However, because there's no historical data for re-performance rates and the outcomes of these kind of restructuring and bankruptcy proceedings, other than what we're seeing from our own CDOs, it's also possible we could have to recognize additional OTTI's as new evidence becomes available. Generally, I'd say as a result of all of this, we went back and looked at the banks in our deferring pool, remodeled them and, as a general matter, increased the probabilities of default and therefore the expected loss on, not all, but a number of them, which led to the majority of the OTTI that we took this quarter.
The remainder largely came from impairment due to higher prepayment assumptions because we've been talking about things that might not pay off timely. Also during the fourth quarter, we saw people paying off more than timely.
We saw a significant increase in prepayments by healthier institutions. And therefore the company made a decision to increase the assumed prepayment speeds on performing small banks and here small -- or bank holding companies, and here small is defined as those with less than $15 billion of assets.

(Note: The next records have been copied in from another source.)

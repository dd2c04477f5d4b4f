//! Asset URL rewriting for rendered documents.
//!
//! Rendered markup is inserted into a page whose URL differs from the
//! document's, so relative `src`/`srcset` references on `img` and `source`
//! elements are resolved in two steps: the document path against the page
//! URL, then the asset against the document.

use std::sync::LazyLock;

use lol_html::html_content::Element;
use lol_html::{HandlerResult, RewriteStrSettings, element, rewrite_str};
use regex::Regex;
use url::Url;

static EXTERNAL: LazyLock<Regex> =
    LazyLock::new(|| Regex::new(r"^(?:[a-zA-Z][a-zA-Z0-9+.-]*:|//|#)").unwrap());

/// Whether `url` has a scheme, is protocol-relative, or is a fragment.
#[must_use]
pub fn is_external_like(url: &str) -> bool {
    EXTERNAL.is_match(url)
}

/// Resolve one asset reference found in the document at `doc_path`.
///
/// External, fragment, `data:` and empty references are returned trimmed but
/// otherwise unchanged, as is anything that fails to resolve.
///
/// ```
/// use url::Url;
/// use mdview_renderer::resolve_asset_url;
///
/// let page = Url::parse("https://lab.example/viewer/?doc=docs%2Fa.md").unwrap();
/// assert_eq!(
///     resolve_asset_url("img/plot.png", "docs/a.md", &page),
///     "https://lab.example/viewer/docs/img/plot.png"
/// );
/// assert_eq!(resolve_asset_url("#fig-1", "docs/a.md", &page), "#fig-1");
/// ```
#[must_use]
pub fn resolve_asset_url(raw: &str, doc_path: &str, page_url: &Url) -> String {
    let raw = raw.trim();
    if raw.is_empty() || is_external_like(raw) || raw.starts_with("data:") {
        return raw.to_owned();
    }
    match page_url.join(doc_path).and_then(|doc| doc.join(raw)) {
        Ok(resolved) => resolved.into(),
        Err(err) => {
            tracing::debug!(raw, doc_path, %err, "Asset reference left unresolved");
            raw.to_owned()
        }
    }
}

/// Resolve every URL of a `srcset` value, keeping descriptors verbatim.
#[must_use]
pub fn rewrite_srcset(srcset: &str, doc_path: &str, page_url: &Url) -> String {
    srcset
        .split(',')
        .map(str::trim)
        .filter(|entry| !entry.is_empty())
        .map(|entry| {
            let mut parts = entry.split_whitespace();
            let url = parts.next().unwrap_or_default();
            let descriptor = parts.collect::<Vec<_>>().join(" ");
            let resolved = resolve_asset_url(url, doc_path, page_url);
            if descriptor.is_empty() {
                resolved
            } else {
                format!("{resolved} {descriptor}")
            }
        })
        .collect::<Vec<_>>()
        .join(", ")
}

/// Rewrites relative asset references against the page the markup is shown on.
#[derive(Clone, Debug)]
pub struct AssetRewriter {
    page_url: Url,
}

impl AssetRewriter {
    #[must_use]
    pub fn new(page_url: Url) -> Self {
        Self { page_url }
    }

    #[must_use]
    pub fn page_url(&self) -> &Url {
        &self.page_url
    }

    /// Rewrite `src` and `srcset` of every `img` and `source` element.
    ///
    /// If the markup cannot be processed it is returned unchanged.
    pub fn rewrite(&self, html: &str, doc_path: &str) -> String {
        if html.is_empty() {
            return String::new();
        }
        let page = &self.page_url;

        let result = rewrite_str(
            html,
            RewriteStrSettings {
                element_content_handlers: vec![
                    element!("img[src]", |el| rewrite_src(el, doc_path, page)),
                    element!("source[src]", |el| rewrite_src(el, doc_path, page)),
                    element!("img[srcset]", |el| rewrite_srcset_attr(el, doc_path, page)),
                    element!("source[srcset]", |el| rewrite_srcset_attr(el, doc_path, page)),
                ],
                ..RewriteStrSettings::default()
            },
        );

        match result {
            Ok(rewritten) => rewritten,
            Err(err) => {
                tracing::warn!(doc_path, error = %err, "Asset rewrite failed, keeping markup");
                html.to_owned()
            }
        }
    }
}

fn rewrite_src(el: &mut Element<'_, '_>, doc_path: &str, page: &Url) -> HandlerResult {
    if let Some(value) = el.get_attribute("src") {
        let next = resolve_asset_url(&value, doc_path, page);
        if !next.is_empty() {
            el.set_attribute("src", &next)?;
        }
    }
    Ok(())
}

fn rewrite_srcset_attr(el: &mut Element<'_, '_>, doc_path: &str, page: &Url) -> HandlerResult {
    if let Some(value) = el.get_attribute("srcset").filter(|v| !v.is_empty()) {
        el.set_attribute("srcset", &rewrite_srcset(&value, doc_path, page))?;
    }
    Ok(())
}
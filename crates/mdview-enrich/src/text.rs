//! Text helpers for working on rendered markup.

/// Decode the entities the renderer and common HTML produce.
///
/// Named entities beyond the basic five are left as they are.
pub(crate) fn unescape_html(s: &str) -> String {
    let mut out = String::with_capacity(s.len());
    let mut rest = s;

    while let Some(pos) = rest.find('&') {
        out.push_str(&rest[..pos]);
        rest = &rest[pos..];

        let decoded = rest
            .find(';')
            .filter(|&end| end <= 10)
            .and_then(|end| decode_entity(&rest[1..end]).map(|c| (c, end)));
        match decoded {
            Some((c, end)) => {
                out.push(c);
                rest = &rest[end + 1..];
            }
            None => {
                out.push('&');
                rest = &rest[1..];
            }
        }
    }
    out.push_str(rest);
    out
}

fn decode_entity(name: &str) -> Option<char> {
    match name {
        "amp" => Some('&'),
        "lt" => Some('<'),
        "gt" => Some('>'),
        "quot" => Some('"'),
        "apos" => Some('\''),
        _ => {
            let code = name.strip_prefix('#')?;
            let value = match code.strip_prefix(['x', 'X']) {
                Some(hex) => u32::from_str_radix(hex, 16).ok()?,
                None => code.parse().ok()?,
            };
            char::from_u32(value)
        }
    }
}

/// Escape a value for a double-quoted attribute that already holds markup
/// text: only the quote needs encoding.
pub(crate) fn escape_quote(s: &str) -> String {
    s.replace('"', "&quot;")
}

#[cfg(test)]
mod tests {
    use super::*;

    #[test]
    fn test_unescape_named_and_numeric() {
        assert_eq!(unescape_html("a &lt; b &amp;&amp; c&#10;d"), "a < b && c\nd");
        assert_eq!(unescape_html("it&#x27;s &quot;x&quot;"), "it's \"x\"");
    }

    #[test]
    fn test_unescape_leaves_unknown() {
        assert_eq!(unescape_html("&nbsp; & &foo"), "&nbsp; & &foo");
    }

    #[test]
    fn test_escape_quote() {
        assert_eq!(escape_quote(r#"say "hi""#), "say &quot;hi&quot;");
    }
}
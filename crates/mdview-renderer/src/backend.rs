//! Render backend trait for output-specific markup.
//!
//! The generic [`MarkdownRenderer`](crate::MarkdownRenderer) walks pulldown-cmark
//! events and delegates the elements whose markup is a presentation decision
//! (code blocks, blockquotes, callouts, images, math) to a backend.

use std::borrow::Cow;

use pulldown_cmark::BlockQuoteKind;

/// Kind of a GFM alert blockquote (`> [!NOTE]`).
///
/// Alerts are rendered with the same callout container as `!!!` admonitions,
/// so each variant maps onto a callout kind name.
#[derive(Clone, Copy, Debug, PartialEq, Eq)]
pub enum AlertKind {
    Note,
    Tip,
    Important,
    Warning,
    Caution,
}

impl AlertKind {
    /// Callout kind used for the container class.
    #[must_use]
    pub fn callout_kind(self) -> &'static str {
        match self {
            Self::Note => "note",
            Self::Tip => "tip",
            Self::Important => "info",
            Self::Warning => "warning",
            Self::Caution => "danger",
        }
    }
}

impl From<BlockQuoteKind> for AlertKind {
    fn from(kind: BlockQuoteKind) -> Self {
        match kind {
            BlockQuoteKind::Note => Self::Note,
            BlockQuoteKind::Tip => Self::Tip,
            BlockQuoteKind::Important => Self::Important,
            BlockQuoteKind::Warning => Self::Warning,
            BlockQuoteKind::Caution => Self::Caution,
        }
    }
}

/// Backend trait for output-specific rendering operations.
pub trait RenderBackend {
    /// Render a fenced or indented code block.
    fn code_block(lang: Option<&str>, content: &str, out: &mut String);

    /// Render blockquote start tag.
    fn blockquote_start(out: &mut String);

    /// Render blockquote end tag.
    fn blockquote_end(out: &mut String);

    /// Open a callout container with an already-escaped title.
    fn callout_start(kind: &str, title: &str, out: &mut String);

    /// Close a callout container opened by [`callout_start`](Self::callout_start).
    fn callout_end(out: &mut String);

    /// Render an image.
    fn image(src: &str, alt: &str, title: &str, out: &mut String);

    /// Render TeX source so the math enrichment pass can find it later.
    fn math(tex: &str, display: bool, out: &mut String);

    /// Transform a link URL found in the document at `doc_path`.
    ///
    /// Default implementation returns the URL unchanged.
    #[must_use]
    fn transform_link<'a>(url: &'a str, _doc_path: Option<&str>) -> Cow<'a, str> {
        Cow::Borrowed(url)
    }

    fn hard_break(out: &mut String) {
        out.push_str("<br>");
    }

    fn horizontal_rule(out: &mut String) {
        out.push_str("<hr>");
    }

    fn task_list_marker(checked: bool, out: &mut String) {
        if checked {
            out.push_str(r#"<input type="checkbox" checked disabled> "#);
        } else {
            out.push_str(r#"<input type="checkbox" disabled> "#);
        }
    }
}
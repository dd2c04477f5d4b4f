//! Deferred enrichment of rendered documents.
//!
//! Two passes run over the HTML the renderer produced:
//! - [`DiagramEnricher`] turns Mermaid code blocks into inline SVG rendered
//!   by a Kroki server
//! - [`MathEnricher`] converts delimited TeX to MathML
//!
//! Each pass owns a [`LazyLibrary`] that is loaded on first use and shared by
//! every later render. A library that fails to load, or takes longer than its
//! timeout, leaves the markup untouched from then on.
//!
//! # Example
//!
//! ```ignore
//! use mdview_enrich::{DiagramConfig, Enrichers, MathConfig};
//!
//! let enrichers = Enrichers::new(DiagramConfig::default(), Some(MathConfig::default()));
//! let html = enrichers.apply("<p>$e^{i\\pi} = -1$</p>").await;
//! ```

mod consts;
mod diagrams;
mod kroki;
mod loader;
mod math;
mod text;

pub use consts::{DEFAULT_LOAD_TIMEOUT, DEFAULT_SKIP_TAGS, DEFAULT_TIMEOUT};
pub use diagrams::{DiagramConfig, DiagramEnricher, DiagramHosts, DiagramLibrary, mermaid_init_directive};
pub use kroki::{DiagramError, DiagramErrorKind, DiagramRequest, KrokiClient, RenderedSvg};
pub use loader::{LazyLibrary, Library, LoadError, LoaderState};
pub use math::{Delimiters, MathConfig, MathEnricher, MathLibrary, TexEngine, TexMacros, clear_typeset, typeset};

/// All enrichment passes of a viewer.
pub struct Enrichers {
    diagrams: DiagramEnricher,
    math: Option<MathEnricher>,
}

impl Enrichers {
    /// Create the passes. `math` is `None` when math is switched off.
    pub fn new(diagrams: DiagramConfig, math: Option<MathConfig>) -> Self {
        Self {
            diagrams: DiagramEnricher::new(diagrams),
            math: math.map(MathEnricher::new),
        }
    }

    pub fn diagram_state(&self) -> LoaderState {
        self.diagrams.state()
    }

    pub fn math_state(&self) -> Option<LoaderState> {
        self.math.as_ref().map(MathEnricher::state)
    }

    /// Run the diagram pass, then the math pass.
    pub async fn apply(&self, html: &str) -> String {
        let html = self.diagrams.apply_to(html).await;
        match &self.math {
            Some(math) => math.apply_to(&html).await,
            None => html,
        }
    }
}
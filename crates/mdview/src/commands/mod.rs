//! CLI command implementations.

use std::path::PathBuf;

use clap::Args;

pub(crate) mod render;
pub(crate) mod serve;

pub(crate) use render::RenderArgs;
pub(crate) use serve::ServeArgs;

/// Options shared by every command.
#[derive(Args)]
pub(crate) struct CommonArgs {
    /// Path to configuration file (default: auto-discover mdview.toml).
    #[arg(short, long)]
    pub config: Option<PathBuf>,

    /// Documents source directory (overrides config).
    #[arg(short, long)]
    pub source_dir: Option<PathBuf>,

    /// Kroki server URL for diagram rendering (overrides config).
    #[arg(long, env = "MDVIEW_KROKI_URL")]
    pub kroki_url: Option<String>,

    /// Callout label language, `en` or `zh` (overrides config).
    #[arg(long)]
    pub locale: Option<String>,

    /// Disable the math pass.
    #[arg(long)]
    pub no_math: bool,

    /// Enable verbose output (render timing and enrichment warnings).
    #[arg(short, long)]
    pub verbose: bool,
}
//! HTTP request handlers.

pub(crate) mod navigation;
pub(crate) mod page;
pub(crate) mod render;

use axum::http::{HeaderMap, header};
use url::Url;

/// Path the viewer page is served at.
pub(crate) const VIEWER_PATH: &str = "/";

/// The URL the browser sees for the viewer page, from the `Host` and
/// `X-Forwarded-Proto` headers.
///
/// Returns `None` when there is no usable `Host` header.
pub(crate) fn page_location(headers: &HeaderMap) -> Option<Url> {
    let host = headers.get(header::HOST)?.to_str().ok()?.trim();
    if host.is_empty() {
        return None;
    }
    let scheme = match headers
        .get("x-forwarded-proto")
        .and_then(|value| value.to_str().ok())
    {
        Some(proto) if proto.eq_ignore_ascii_case("https") => "https",
        _ => "http",
    };

    let url = Url::parse(&format!("{scheme}://{host}{VIEWER_PATH}")).ok()?;
    // A Host value carrying a path, query or credentials is not a host.
    (url.path() == VIEWER_PATH
        && url.query().is_none()
        && url.username().is_empty()
        && url.host_str().is_some())
    .then_some(url)
}
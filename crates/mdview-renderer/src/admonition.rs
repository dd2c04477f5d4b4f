//! `!!!` callout blocks.
//!
//! A marker line `!!! kind "Optional title"` followed by lines indented one
//! level (four spaces or a tab) forms a callout. The indented body is itself
//! scanned for callouts, converted to HTML, and wrapped in an
//! `md-admonition` container. Everything else passes through untouched, so
//! the output is still document text ready for conversion.
//!
//! ```text
//! !!! warning "Check the units"
//!     Concentrations are in **mM**.
//! ```

use std::sync::LazyLock;

use regex::Regex;

use crate::backend::RenderBackend;
use crate::converter::MarkupConverter;
use crate::html::HtmlBackend;
use crate::labels::{AdmonitionLabels, DEFAULT_KIND};
use crate::state::escape_html;

static MARKER: LazyLock<Regex> =
    LazyLock::new(|| Regex::new(r"^!!!\s+([A-Za-z][A-Za-z0-9_-]*)(?:\s+(.*))?$").unwrap());

/// Nesting levels recognised before markers are left as literal text.
pub const DEFAULT_MAX_DEPTH: usize = 8;

/// A parsed callout marker and its dedented body.
#[derive(Clone, Debug, PartialEq, Eq)]
pub struct Callout {
    /// Lowercased kind, used in the container class.
    pub kind: String,
    /// Explicit title with surrounding quotes removed; empty when absent.
    pub title: String,
    /// Body text with one indent level removed.
    pub body: String,
}

impl Callout {
    /// Parse a marker line. Returns a callout with an empty body.
    #[must_use]
    pub fn parse_marker(line: &str) -> Option<Self> {
        let caps = MARKER.captures(line)?;
        let kind = caps[1].to_ascii_lowercase();
        let title = caps.get(2).map_or("", |m| m.as_str()).trim();
        Some(Self {
            kind: sanitize_kind(kind),
            title: strip_quotes(title).to_owned(),
            body: String::new(),
        })
    }
}

fn sanitize_kind(kind: String) -> String {
    let valid = kind
        .bytes()
        .all(|b| b.is_ascii_lowercase() || b.is_ascii_digit() || b == b'_' || b == b'-');
    if valid && !kind.is_empty() {
        kind
    } else {
        DEFAULT_KIND.to_owned()
    }
}

/// Remove one leading and one trailing quote character.
fn strip_quotes(title: &str) -> &str {
    let title = title.strip_prefix(['"', '\'']).unwrap_or(title);
    title.strip_suffix(['"', '\'']).unwrap_or(title)
}

fn indent_len(line: &str) -> Option<usize> {
    if line.starts_with("    ") {
        Some(4)
    } else if line.starts_with('\t') {
        Some(1)
    } else {
        None
    }
}

/// Rewrites callout blocks into HTML containers.
#[derive(Clone, Debug)]
pub struct AdmonitionTransformer {
    labels: AdmonitionLabels,
    max_depth: usize,
}

impl AdmonitionTransformer {
    #[must_use]
    pub fn new(labels: AdmonitionLabels) -> Self {
        Self {
            labels,
            max_depth: DEFAULT_MAX_DEPTH,
        }
    }

    /// Limit how deeply callouts may nest.
    #[must_use]
    pub fn with_max_depth(mut self, max_depth: usize) -> Self {
        self.max_depth = max_depth;
        self
    }

    /// Replace every callout block in `text`. Never fails: text that does not
    /// form a callout is returned line for line.
    ///
    /// ```
    /// use mdview_renderer::{AdmonitionLabels, AdmonitionTransformer, PlainTextConverter};
    ///
    /// let transformer = AdmonitionTransformer::new(AdmonitionLabels::default());
    /// let out = transformer.transform("!!! tip\n    Save often.", &PlainTextConverter);
    /// assert!(out.contains(r#"<div class="md-admonition-title">Tip</div>"#));
    /// assert!(out.contains("Save often."));
    /// ```
    pub fn transform(&self, text: &str, converter: &dyn MarkupConverter) -> String {
        let normalized = text.replace("\r\n", "\n").replace('\r', "\n");
        self.transform_at(&normalized, converter, 0)
    }

    /// Like [`transform`](Self::transform), but the text around callouts is
    /// also passed through `converter`.
    ///
    /// Used when the document as a whole is not converted afterwards, so the
    /// surrounding text still needs escaping while container markup stays
    /// intact.
    pub fn transform_all(&self, text: &str, converter: &dyn MarkupConverter) -> String {
        let normalized = text.replace("\r\n", "\n").replace('\r', "\n");
        if self.max_depth == 0 {
            return converter.convert(&normalized);
        }

        let mut out = String::with_capacity(normalized.len());
        let mut run: Vec<&str> = Vec::new();
        let mut first = true;
        for block in self.blocks(&normalized, converter, 0) {
            match block {
                Block::Text(line) => run.push(line),
                Block::Callout(html) => {
                    if !run.is_empty() {
                        push_piece(&mut out, &mut first, &converter.convert(&run.join("\n")));
                        run.clear();
                    }
                    push_piece(&mut out, &mut first, &html);
                }
            }
        }
        if !run.is_empty() {
            push_piece(&mut out, &mut first, &converter.convert(&run.join("\n")));
        }
        out
    }

    fn transform_at(&self, text: &str, converter: &dyn MarkupConverter, depth: usize) -> String {
        if depth >= self.max_depth {
            tracing::debug!(depth, "Callout nesting limit reached, leaving markers as text");
            return text.to_owned();
        }

        self.blocks(text, converter, depth)
            .into_iter()
            .map(|block| match block {
                Block::Text(line) => line.to_owned(),
                Block::Callout(html) => html,
            })
            .collect::<Vec<_>>()
            .join("\n")
    }

    fn blocks<'a>(
        &self,
        text: &'a str,
        converter: &dyn MarkupConverter,
        depth: usize,
    ) -> Vec<Block<'a>> {
        let lines: Vec<&str> = text.split('\n').collect();
        let mut output = Vec::with_capacity(lines.len());
        let mut i = 0;

        while i < lines.len() {
            let Some(mut callout) = Callout::parse_marker(lines[i]) else {
                output.push(Block::Text(lines[i]));
                i += 1;
                continue;
            };
            i += 1;

            let mut body: Vec<&str> = Vec::new();
            while let Some(line) = lines.get(i) {
                if let Some(indent) = indent_len(line) {
                    body.push(&line[indent..]);
                } else if line.trim().is_empty()
                    && lines.get(i + 1).is_some_and(|next| indent_len(next).is_some())
                {
                    body.push("");
                } else {
                    break;
                }
                i += 1;
            }
            callout.body = body.join("\n").trim_end().to_owned();

            output.push(Block::Callout(self.render(&callout, converter, depth)));
        }

        output
    }

    fn render(&self, callout: &Callout, converter: &dyn MarkupConverter, depth: usize) -> String {
        let body_source = self.transform_at(&callout.body, converter, depth + 1);
        let body_html = fold_blank_lines(&converter.convert(&body_source));

        let title = if callout.title.trim().is_empty() {
            self.labels.label(&callout.kind)
        } else {
            callout.title.trim()
        };

        let mut out = String::with_capacity(body_html.len() + 160);
        HtmlBackend::callout_start(&callout.kind, &escape_html(title), &mut out);
        out.push_str(&body_html);
        HtmlBackend::callout_end(&mut out);
        out
    }
}

impl Default for AdmonitionTransformer {
    fn default() -> Self {
        Self::new(AdmonitionLabels::default())
    }
}

enum Block<'a> {
    Text(&'a str),
    Callout(String),
}

fn push_piece(out: &mut String, first: &mut bool, piece: &str) {
    if !*first {
        out.push_str("<br>");
    }
    *first = false;
    out.push_str(piece);
}

/// Keep a rendered container free of blank lines.
///
/// The container is fed back through Markdown conversion as a raw HTML block,
/// which a blank line would end early. A newline that precedes a blank line is
/// written as `&#10;` instead, which renders the same inside `<pre>` and is
/// plain whitespace elsewhere.
fn fold_blank_lines(html: &str) -> String {
    let mut lines = html.split('\n').peekable();
    let mut out = String::with_capacity(html.len());
    while let Some(line) = lines.next() {
        out.push_str(line);
        match lines.peek() {
            Some(next) if next.trim().is_empty() => out.push_str("&#10;"),
            Some(_) => out.push('\n'),
            None => {}
        }
    }
    out
}
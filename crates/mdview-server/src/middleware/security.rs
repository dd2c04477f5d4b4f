//! Security headers added to every response.

use axum::http::HeaderValue;
use axum::http::header::HeaderName;
use tower_http::set_header::SetResponseHeaderLayer;

/// Diagrams arrive as inline SVG and math as MathML, so inline styles stay
/// allowed. Documents may embed images from anywhere.
pub(crate) const CSP: &str = "default-src 'self'; \
                              script-src 'self'; \
                              style-src 'self' 'unsafe-inline'; \
                              font-src 'self' data:; \
                              img-src 'self' data: https:; \
                              connect-src 'self'; \
                              frame-ancestors 'none'";

/// Headers and their fixed values, in the order they are layered.
pub(crate) const HEADERS: [(&str, &str); 3] = [
    ("content-security-policy", CSP),
    ("x-content-type-options", "nosniff"),
    ("x-frame-options", "DENY"),
];

/// Layer that sets `name` on every response, replacing any value a handler
/// produced.
pub(crate) fn header_layer(
    name: &'static str,
    value: &'static str,
) -> SetResponseHeaderLayer<HeaderValue> {
    SetResponseHeaderLayer::overriding(
        HeaderName::from_static(name),
        HeaderValue::from_static(value),
    )
}

#[cfg(test)]
mod tests {
    use super::*;

    #[test]
    fn test_csp_value() {
        assert!(CSP.contains("script-src 'self'"));
        assert!(CSP.contains("img-src 'self' data: https:"));
        assert!(CSP.contains("frame-ancestors 'none'"));
    }

    #[test]
    fn test_header_names_are_lowercase() {
        // `HeaderName::from_static` panics on uppercase input.
        for (name, _) in HEADERS {
            assert_eq!(name, name.to_ascii_lowercase());
        }
    }
}
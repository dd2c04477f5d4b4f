//! Errors from the view pipeline and their inline rendering.

use mdview_renderer::{DocPathError, Locale, escape_html};
use mdview_storage::{StorageError, StorageErrorKind};

/// Why a document could not be shown.
#[derive(Debug, thiserror::Error)]
pub enum ViewError {
    #[error("invalid document path: {0}")]
    InvalidPath(#[from] DocPathError),
    #[error("cannot read {path}: {source}")]
    Fetch {
        path: String,
        #[source]
        source: StorageError,
    },
    /// The blocking fetch task panicked or was cancelled.
    #[error("fetch task failed for {path}: {reason}")]
    Task { path: String, reason: String },
}

impl ViewError {
    /// Whether the document itself is missing, as opposed to unreachable.
    pub fn is_not_found(&self) -> bool {
        matches!(
            self,
            Self::Fetch { source, .. } if source.kind == StorageErrorKind::NotFound
        )
    }

    /// Message shown in place of the document.
    pub fn message(&self, locale: Locale) -> String {
        match (self, locale) {
            (Self::InvalidPath(_), Locale::En) => "Invalid Markdown document path.".to_owned(),
            (Self::InvalidPath(_), Locale::Zh) => "无效的 Markdown 目标路径。".to_owned(),
            (Self::Fetch { path, .. } | Self::Task { path, .. }, Locale::En) => {
                format!("Failed to load: cannot read file: {path}")
            }
            (Self::Fetch { path, .. } | Self::Task { path, .. }, Locale::Zh) => {
                format!("加载失败: 无法读取文件: {path}")
            }
        }
    }

    /// Inline markup that replaces the content area.
    pub fn to_inline_html(&self, locale: Locale) -> String {
        format!(
            r#"<p class="text-danger mb-0">{}</p>"#,
            escape_html(&self.message(locale))
        )
    }
}

#[cfg(test)]
mod tests {
    use super::*;

    #[test]
    fn test_invalid_path_markup() {
        let error = ViewError::from(DocPathError::Empty);
        assert_eq!(
            error.to_inline_html(Locale::En),
            r#"<p class="text-danger mb-0">Invalid Markdown document path.</p>"#
        );
        assert_eq!(
            error.to_inline_html(Locale::Zh),
            r#"<p class="text-danger mb-0">无效的 Markdown 目标路径。</p>"#
        );
    }

    #[test]
    fn test_fetch_markup_escapes_path() {
        let error = ViewError::Fetch {
            path: "docs/<a>.md".to_owned(),
            source: StorageError::not_found("docs/<a>.md"),
        };
        assert!(error.is_not_found());
        assert_eq!(
            error.to_inline_html(Locale::Zh),
            r#"<p class="text-danger mb-0">加载失败: 无法读取文件: docs/&lt;a&gt;.md</p>"#
        );
    }

    #[test]
    fn test_unavailable_is_not_not_found() {
        let error = ViewError::Fetch {
            path: "docs/a.md".to_owned(),
            source: StorageError::http_status(502),
        };
        assert!(!error.is_not_found());
        assert_eq!(error.message(Locale::En), "Failed to load: cannot read file: docs/a.md");
    }
}
//! Which document a request asks for.
//!
//! The `doc` query parameter wins, then a legacy `#doc=` fragment, then the
//! configured default document. Values are percent-decoded once more after
//! query decoding, so links that were encoded twice still resolve.

use std::borrow::Cow;

use percent_encoding::percent_decode_str;
use url::form_urlencoded;

/// The raw document identifier requested by `query` and `fragment`.
///
/// `query` is the part after `?` and `fragment` the part after `#`, both
/// without their leading character. The result still needs validation.
#[must_use]
pub fn requested_doc(query: Option<&str>, fragment: Option<&str>, default_doc: &str) -> String {
    if let Some(doc) = query.and_then(doc_from_query) {
        return doc;
    }
    if let Some(encoded) = fragment.and_then(|f| f.strip_prefix("doc=")) {
        return decode_component(encoded).into_owned();
    }
    default_doc.to_owned()
}

/// First non-empty `doc` parameter of a query string.
fn doc_from_query(query: &str) -> Option<String> {
    let (_, value) = form_urlencoded::parse(query.as_bytes())
        .find(|(key, value)| key == "doc" && !value.is_empty())?;
    Some(decode_component(&value).into_owned())
}

/// Percent-decode, keeping the input when it is not valid UTF-8 afterwards.
fn decode_component(value: &str) -> Cow<'_, str> {
    match percent_decode_str(value).decode_utf8() {
        Ok(decoded) => decoded,
        Err(_) => Cow::Borrowed(value),
    }
}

Historically, we've observed this CPR speed to be around 3%, which is what we've been modeling. However, the mission we've observed has significant increase in prepayments in the fourth quarter and there are strong arguments to expect continued higher rate for several years as new bank regulations regarding the capital treatment of trust preferred securities are phased in.
Therefore, we increased the CPR assumption in our models from 3% to 10% for the next several years. Because cash flows are generally diverted to senior tranches first, this modeling change has the effect of more quickly paying off the senior tranches in full but results in reduced cash flows from the junior tranches as prepayment reduces excess -- let's call it excess spread, really just future cash available to those junior tranches.
This could result in weaker credit values of the junior tranches, and did so this year. Then finally, we also recognized gains from full payoff of previously impaired securities this quarter.
We recognize gains when either we get a full payoff on previously impaired securities or we get a paydown on any of the securities that we had previously purchased at fair value out of our former QSPE Lockhart Funding. And the gains this quarter were due to the latter.
These were securities that we bought out of the QSPE at a discount to par or amortized cost because that was their fair value, and we subsequently received full value for them. They paid off in cash.
And then finally related to the CDOs, we saw an improvement in the AOCI mark accumulated other comprehensive in part -- income of nearly $90 million after-tax. Some of that was a result of the AOCI mark going to the income statement because of the stuff we just discussed.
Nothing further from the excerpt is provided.